Agrotóxicos (Foto: Ilustração: Marcelo Moreno)

(lustração: Marcelo Moreno)

Vivos, mas doentes
Uma pesquisa recente formulada pela Fiocruz, que é um órgão do Ministério da Saúde, concluiu que os agrotóxicos são extremamente tóxicos à vida, independentemente da concentração e da dose. O estudo foi desenvolvido com base na análise de dez substâncias: abamectina, acefato, alfacipermetrina, bendiocarb, carbofurano, diazinon, etofenprox, glifosato, malathion e piriproxifem.

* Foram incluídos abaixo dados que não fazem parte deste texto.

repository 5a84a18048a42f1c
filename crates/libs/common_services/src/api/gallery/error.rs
use crate::database::DbError;
use axum::Json;
use axum::http::StatusCode;
use axum::response::{IntoResponse, Response};
use common_types::{GalleryPhotosResponse, Photo};
use serde_json::json;
use thiserror::Error;
use tracing::error;

#[derive(Debug, Error)]
pub enum GalleryError {
    #[error("database error: {0}")]
    Database(#[from] DbError),
}

impl IntoResponse for GalleryError {
    fn into_response(self) -> Response {
        error!("Gallery photos fetch error: {}", self);

        let empty = GalleryPhotosResponse::default();
        let body = Json(json!({
            "error": "Failed to fetch gallery photos",
            "photos": Vec::<Photo>::new(),
            "stats": empty.stats,
        }));
        (StatusCode::INTERNAL_SERVER_ERROR, body).into_response()
    }
}
mod error;
pub mod stores;
mod utils;

pub use error::*;
pub use utils::*;
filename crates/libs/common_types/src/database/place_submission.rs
use chrono::{DateTime, Utc};
use serde::{Deserialize, Serialize};
use sqlx::FromRow;
use utoipa::ToSchema;
use uuid::Uuid;

/// Moderation state of a submission. Only `Approved` rows are public.
#[derive(Debug, Clone, Copy, PartialEq, Eq, Serialize, Deserialize, sqlx::Type, ToSchema)]
#[sqlx(type_name = "submission_status", rename_all = "lowercase")]
#[serde(rename_all = "lowercase")]
pub enum SubmissionStatus {
    Pending,
    Approved,
    Rejected,
}

/// Corresponds to the '`place_submissions`' table.
#[derive(Debug, Clone, Serialize, Deserialize, FromRow, ToSchema)]
pub struct PlaceSubmission {
    pub id: Uuid,
    pub place_name: String,
    pub city: String,
    pub country: String,
    /// Author display name.
    pub name: Option<String>,
    pub why_special: Option<String>,
    pub photo_url: String,
    /// Attached after the initial insert, if at all.
    pub email: Option<String>,
    pub is_featured: bool,
    pub status: SubmissionStatus,
    pub submitted_at: DateTime<Utc>,
}

/// Everything the wizard knows when the photo step persists a row.
/// Email is deliberately absent; it is patched in afterwards.
#[derive(Debug, Clone, PartialEq, Eq, Serialize, Deserialize, ToSchema)]
#[serde(rename_all = "camelCase")]
pub struct NewSubmission {
    pub place_name: String,
    pub city: String,
    pub country: String,
    pub name: Option<String>,
    pub why_special: Option<String>,
    pub photo_url: String,
}

impl NewSubmission {
    /// Names of required fields that are blank, in form order.
    #[must_use]
    pub fn missing_fields(&self) -> Vec<&'static str> {
        [
            ("placeName", &self.place_name),
            ("city", &self.city),
            ("country", &self.country),
            ("photoUrl", &self.photo_url),
        ]
        .into_iter()
        .filter(|(_, value)| value.trim().is_empty())
        .map(|(field, _)| field)
        .collect()
    }

    /// Trims every field and turns blank optional fields into `None`.
    #[must_use]
    pub fn normalized(self) -> Self {
        let optional = |value: Option<String>| {
            value
                .map(|v| v.trim().to_string())
                .filter(|v| !v.is_empty())
        };
        Self {
            place_name: self.place_name.trim().to_string(),
            city: self.city.trim().to_string(),
            country: self.country.trim().to_string(),
            name: optional(self.name),
            why_special: optional(self.why_special),
            photo_url: self.photo_url.trim().to_string(),
        }
    }
}
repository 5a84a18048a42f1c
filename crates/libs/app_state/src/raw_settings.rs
use serde::Deserialize;

/// Settings exactly as they appear in `config/settings.yaml` (after env overrides).
#[derive(Debug, Deserialize, Clone)]
pub struct RawSettings {
    pub logging: LoggingSettings,
    pub api: ApiSettings,
    pub database: DatabaseSettings,
    pub storage: RawStorageSettings,
    pub gallery: GallerySettings,
    pub secrets: SecretSettings,
}

/// Logging configuration.
#[derive(Debug, Deserialize, Clone)]
pub struct LoggingSettings {
    /// Default `EnvFilter` directive, used when `RUST_LOG` is not set.
    pub level: String,
}

/// Configuration for the API server.
#[derive(Debug, Deserialize, Clone)]
pub struct ApiSettings {
    pub host: String,
    pub port: u32,
    pub allowed_origins: Vec<String>,
    pub public_url: String,
}

/// Database connection pool configuration.
#[derive(Debug, Deserialize, Clone)]
pub struct DatabaseSettings {
    pub max_connections: u32,
    pub min_connection: u32,
    pub max_lifetime: u64,
    pub idle_timeout: u64,
    pub acquire_timeout: u64,
}

/// Object storage (Cloudflare R2) configuration, before normalisation.
#[derive(Debug, Deserialize, Clone)]
pub struct RawStorageSettings {
    pub account_id: String,
    pub bucket: String,
    /// Public base URL the bucket is served from, e.g. `https://assets.example.com`.
    pub public_url: String,
    /// Folder inside the bucket new uploads land in.
    pub key_prefix: String,
    pub upload_expiry_secs: u64,
    pub region: String,
    /// Overrides `https://{account_id}.r2.cloudflarestorage.com`. Mostly for local S3 emulators.
    #[serde(default)]
    pub endpoint: Option<String>,
}

/// Sizes of the photo sets the gallery endpoint returns.
#[derive(Debug, Deserialize, Clone)]
pub struct GallerySettings {
    pub target_total: i64,
    pub target_featured: i64,
    pub city_limit: i64,
}

#[derive(Debug, Deserialize, Clone)]
pub struct SecretSettings {
    pub database_url: String,
    pub r2_access_key_id: String,
    pub r2_secret_access_key: String,
}
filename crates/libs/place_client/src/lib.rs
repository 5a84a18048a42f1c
#![allow(clippy::missing_errors_doc)]
//! Client-side state for the places gallery: the typed API client, the
//! submission wizard, the lightbox and the page shell tying them together.

pub mod api_client;
pub mod lightbox;
pub mod page;
pub mod wizard;

pub use api_client::{ApiClient, ClientError, GalleryApi, PhotoFile, SubmissionBackend};
pub use lightbox::{Lightbox, LightboxStages};
pub use page::{FilterResponse, FilterTicket, GalleryPage};
pub use wizard::{StepOutcome, SubmissionDraft, SubmissionWizard, WizardError, WizardPage};
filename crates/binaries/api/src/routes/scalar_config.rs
//! The Scalar reference page served at `/docs`, with the document inlined.

use serde_json::{Value, json, to_value};
use utoipa::openapi::OpenApi;

/// Scalar options for the places API. `content` is the inlined document.
fn reference_config(open_api: &OpenApi) -> Result<Value, serde_json::Error> {
    Ok(json!({
        "content": to_value(open_api)?,
        "layout": "modern",
        "theme": "kepler",
        "defaultOpenAllTags": true,
        "hideModels": false,
        "hiddenClients": ["unirest"],
    }))
}

/// Renders the `/docs` page titled after the document's `info.title`.
///
/// # Errors
///
/// Returns an error if the document cannot be serialized.
pub fn get_custom_html(open_api: &OpenApi) -> Result<String, serde_json::Error> {
    let config = reference_config(open_api)?;
    let title = open_api.info.title.replace('<', "&lt;");

    Ok(format!(
        r#"<!doctype html>
<html>
  <head>
    <title>{title}</title>
    <meta charset="utf-8" />
    <meta name="viewport" content="width=device-width, initial-scale=1" />
  </head>
  <body>
    <div id="app"></div>
    <script src="https://cdn.jsdelivr.net/npm/@scalar/api-reference"></script>
    <script>Scalar.createApiReference('#app', {config})</script>
  </body>
</html>
"#
    ))
}
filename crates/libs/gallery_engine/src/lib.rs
#![allow(
    clippy::missing_errors_doc,
    clippy::cast_precision_loss,
    clippy::cast_possible_truncation
)]
//! Deterministic engine behind the scattered 3D photo gallery.
//!
//! Produces per-frame transforms, screen positions and textures; drawing
//! them is left to the host.

pub mod ambient;
pub mod layout;
pub mod projection;
pub mod reporter;
pub mod reveal;
pub mod scene;
pub mod texture;

pub use ambient::{AmbientMotion, GroupTransform};
pub use layout::{LayoutTuning, PhotoPlacement, layout, layout_with};
pub use projection::{Camera, plane_size, photo_transform, project_photo};
pub use reporter::ScreenReporter;
pub use reveal::{RevealAnimation, ease_out_cubic};
pub use scene::{RenderedPhoto, ScatteredGallery};
pub use texture::{LoadingProgress, Texture, TextureError, TextureLoader};
use crate::storage::StorageError;
use axum::Json;
use axum::extract::rejection::JsonRejection;
use axum::http::StatusCode;
use axum::response::{IntoResponse, Response};
use serde_json::json;
use thiserror::Error;
use tracing::{error, warn};

#[derive(Debug, Error)]
pub enum UploadError {
    #[error("Invalid request body: {}", .0.body_text())]
    InvalidBody(#[from] JsonRejection),

    #[error("fileName and fileType are required")]
    MissingFields,

    #[error("Only image files are allowed (JPEG, PNG, WebP, HEIC)")]
    UnsupportedType(String),

    #[error("storage credentials are not configured")]
    NotConfigured,

    #[error("Storage error: {0}")]
    Storage(#[from] StorageError),
}

impl IntoResponse for UploadError {
    fn into_response(self) -> Response {
        let (status, message) = match &self {
            Self::InvalidBody(rejection) => (rejection.status(), self.to_string()),
            Self::MissingFields => (StatusCode::BAD_REQUEST, self.to_string()),
            Self::UnsupportedType(file_type) => {
                warn!("Rejected upload of type {file_type}");
                (StatusCode::BAD_REQUEST, self.to_string())
            }
            Self::NotConfigured | Self::Storage(_) => {
                error!("Upload URL error: {}", self);
                (
                    StatusCode::INTERNAL_SERVER_ERROR,
                    "Failed to generate upload URL".to_string(),
                )
            }
        };

        let body = Json(json!({ "error": message }));
        (status, body).into_response()
    }
}
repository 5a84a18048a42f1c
use crate::{AppSettings, RawSettings};
use color_eyre::eyre::Result;
use std::path::Path;
use std::sync::LazyLock;

/// Load the app settings from YAML + environment variables.
///
/// Environment variables use the `APP` prefix and `__` as separator,
/// e.g. `APP__SECRETS__DATABASE_URL`.
pub fn load_app_settings() -> Result<AppSettings> {
    // Need to load from dotenv to get it to overwrite the db url from env.
    dotenv::from_path(".env").ok();
    let config_path = Path::new("config/settings.yaml").canonicalize()?;

    let builder = config::Config::builder()
        .add_source(config::File::from(config_path))
        .add_source(
            config::Environment::with_prefix("APP")
                .separator("__")
                .try_parsing(true)
                .list_separator(",")
                .with_list_parse_key("api.allowed_origins"),
        );

    let raw_settings = builder.build()?.try_deserialize::<RawSettings>()?;
    Ok(raw_settings.into())
}

/// Immutable global settings, initialized on first access.
pub static SETTINGS: LazyLock<AppSettings> =
    LazyLock::new(|| load_app_settings().expect("Cannot load app settings."));

#[must_use]
pub fn settings() -> &'static AppSettings {
    &SETTINGS
}
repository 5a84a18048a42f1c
pub mod handlers;
pub mod router;
use crate::database::DbError;
use axum::Json;
use axum::extract::rejection::JsonRejection;
use axum::http::StatusCode;
use axum::response::{IntoResponse, Response};
use serde_json::json;
use thiserror::Error;
use tracing::{error, warn};
use uuid::Uuid;

#[derive(Debug, Error)]
pub enum SubmissionError {
    #[error("Invalid request body: {}", .0.body_text())]
    InvalidBody(#[from] JsonRejection),

    #[error("Missing required fields: {}", .0.join(", "))]
    MissingFields(Vec<&'static str>),

    #[error("photoUrl must be an http(s) URL")]
    InvalidPhotoUrl(String),

    #[error("Please enter a valid email address")]
    InvalidEmail,

    #[error("Submission {0} not found")]
    NotFound(Uuid),

    #[error("database error: {0}")]
    Database(#[from] DbError),
}

impl IntoResponse for SubmissionError {
    fn into_response(self) -> Response {
        let (status, message) = match &self {
            Self::InvalidBody(rejection) => (rejection.status(), self.to_string()),
            Self::MissingFields(_) | Self::InvalidEmail => {
                (StatusCode::BAD_REQUEST, self.to_string())
            }
            Self::InvalidPhotoUrl(url) => {
                warn!("Rejected submission photo url {url}");
                (StatusCode::BAD_REQUEST, self.to_string())
            }
            Self::NotFound(_) => (StatusCode::NOT_FOUND, self.to_string()),
            Self::Database(_) => {
                error!("Submission error: {}", self);
                (
                    StatusCode::INTERNAL_SERVER_ERROR,
                    "Failed to save submission".to_string(),
                )
            }
        };

        let body = Json(json!({ "error": message }));
        (status, body).into_response()
    }
}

A imunologista Mônica Lopes-Ferreira, que foi convidada a realizar a pesquisa, explica que utilizou a Plataforma Zebrafish para testar o nível de toxinas presentes na água de um reservatório de peixes-zebra (Danio rerio). O método, como ela explica, é referência mundial e foi usado para analisar os impactos dos produtos no desenvolvimento dos animais.

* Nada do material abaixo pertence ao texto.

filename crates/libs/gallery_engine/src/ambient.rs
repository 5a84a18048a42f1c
use cgmath::{Matrix4, Point3, Rad, Vector3};
use std::time::{Duration, Instant};

pub const DRAG_COOLDOWN: Duration = Duration::from_millis(600);

/// Slow whole-gallery motion at one instant of ambient time.
#[derive(Debug, Clone, Copy, PartialEq)]
pub struct GroupTransform {
    pub yaw: f32,
    pub bob: f32,
    pub breathe: f32,
}

impl Default for GroupTransform {
    fn default() -> Self {
        Self::at(0.0)
    }
}

impl GroupTransform {
    /// Pose after `t` seconds of ambient time.
    #[must_use]
    pub fn at(t: f32) -> Self {
        Self {
            yaw: 0.12 * t,
            bob: 0.5 * (0.3 * t).sin(),
            breathe: 1.0 + 0.02 * (0.4 * t).sin(),
        }
    }

    /// No rotation, no offset, unit scale.
    #[must_use]
    pub const fn identity() -> Self {
        Self {
            yaw: 0.0,
            bob: 0.0,
            breathe: 1.0,
        }
    }

    #[must_use]
    pub fn matrix(&self) -> Matrix4<f32> {
        Matrix4::from_translation(Vector3::new(0.0, self.bob, 0.0))
            * Matrix4::from_angle_y(Rad(self.yaw))
            * Matrix4::from_scale(self.breathe)
    }

    /// Gallery-local point to world space.
    #[must_use]
    pub fn apply(&self, local: Vector3<f32>) -> Point3<f32> {
        Point3::from_homogeneous(self.matrix() * local.extend(1.0))
    }
}

/// Ambient clock that freezes while the user drags and for a short cooldown after.
#[derive(Debug, Clone)]
pub struct AmbientMotion {
    elapsed: Duration,
    last_tick: Option<Instant>,
    dragging: bool,
    resume_at: Option<Instant>,
    cooldown: Duration,
}

impl Default for AmbientMotion {
    fn default() -> Self {
        Self::new(DRAG_COOLDOWN)
    }
}

impl AmbientMotion {
    #[must_use]
    pub const fn new(cooldown: Duration) -> Self {
        Self {
            elapsed: Duration::ZERO,
            last_tick: None,
            dragging: false,
            resume_at: None,
            cooldown,
        }
    }

    pub fn begin_drag(&mut self, now: Instant) {
        self.advance(now);
        self.dragging = true;
        self.resume_at = None;
    }

    pub fn end_drag(&mut self, now: Instant) {
        self.advance(now);
        self.dragging = false;
        self.resume_at = Some(now + self.cooldown);
    }

    #[must_use]
    pub fn is_suspended(&self, now: Instant) -> bool {
        self.dragging || self.resume_at.is_some_and(|resume_at| now < resume_at)
    }

    /// Advances ambient time to `now` and returns the current pose.
    pub fn tick(&mut self, now: Instant) -> GroupTransform {
        self.advance(now);
        self.pose()
    }

    #[must_use]
    pub fn pose(&self) -> GroupTransform {
        GroupTransform::at(self.elapsed.as_secs_f32())
    }

    fn advance(&mut self, now: Instant) {
        let Some(last_tick) = self.last_tick.replace(now) else {
            return;
        };
        if self.dragging {
            return;
        }
        // Only the part of the interval after the cooldown counts.
        let from = match self.resume_at {
            Some(resume_at) if resume_at > last_tick => resume_at,
            _ => last_tick,
        };
        self.elapsed += now.saturating_duration_since(from);
    }
}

No estudo, os agrotóxicos que causaram mais mortes dos peixes foram o malathion, o glifosato e o piriproxifem. Os demais produtos testados resultaram em anomalias diversas, como problemas de má-formação dos olhos e das nadadeiras.

De acordo com a pesquisa, mesmo quando os agrotóxicos são utilizados em doses de até um trigésimo do recomendado pela Anvisa, não existe uma dose mínima não letal. “Sou filha de um agricultor, sei da importância da agricultura para este país”, ressalta a pesquisadora. Justamente por isso, Ferreira chama a atenção para um detalhe importante do estudo: a dosagem das substâncias. “Testamos isoladamente os agrotóxicos, agora imagine só o que aconteceria ao misturar essas substâncias. Nós estamos vivos, mas doentes”, enfatiza a pesquisadora.

Após a publicação dos resultados da pesquisa, a ministra da Agricultura, Tereza Cristina, criticou os resultados. “Há pesticidas que são usados aqui e não na Europa porque eles não têm a mesma cultura. O Brasil não utiliza nada que não pode ser usado”, afirmou na ocasião. Após as declarações da ministra, Renato Porto, diretor da Anvisa, disse que dos dez agrotóxicos citados no estudo, um foi proibido em 2017, outro nunca teve autorização e o terceiro tem uso restrito. “Estamos bastante equivalentes aos outros países”, diz.

Mônica Lopes-Ferreira rebateu as críticas da ministra e do diretor da Anvisa e explica que as substâncias testadas no estudo foram enviadas e escolhidas pela Fiocruz, e não objetos de uma escolha própria. “Não estou dizendo para não usarmos agrotóxicos, mas vamos pensar direito. Não vamos brigar com os dados, e sim trabalhar a partir deles.”

Outro caminho é possível?
Se a suspensão do uso de agrotóxicos nas lavouras é uma realidade pouco factível para o futuro próximo, pesquisadores e entidades acreditam na viabilidade de um caminho mais ecológico e sustentável que pode ser colocado em prática agora mesmo. Ao lado de outras entidades, o Greenpeace lançou a campanha Chega de Agrotóxicos, cujo intuito é pressionar autoridades a discutir essa questão. No site da iniciativa, mais de 1,7 milhão de pessoas assinaram o abaixo-assinado que apoia o Projeto de Lei nº 6.670/2016, para instituir a Política Nacional de Redução de Agrotóxicos (PNaRA).

Leonardo Melgarejo, do ABA, defende a mudança do atual modelo agrícola, que se baseia em grandes propriedades com monoculturas. “No início, logicamente haveria uma crise com as indústrias do agronegócio, mas precisamos de uma transição gradativa”, pontua. Atualmente, o Brasil é o maior exportador de soja no mundo; a previsão para a colheita 2019-2020 é de 123 milhões de toneladas. 

Enquanto mudanças estruturais não são observadas no campo, inovações tecnológicas são uma alternativa na racionalização do consumo das substâncias. Bernardo de Castro, presidente da divisão de agricultura da empresa de tecnologia industrial Hexagon, explica que o emprego de sistemas de precisão de aplicação de agrotóxicos evita desperdícios e falhas. “Com esses sistemas é possível racionalizar o uso de pesticidas em até 25%, além de aumentar a produtividade em 10%.” Quem topará o desafio de realizar uma agricultura saudável e sustentável?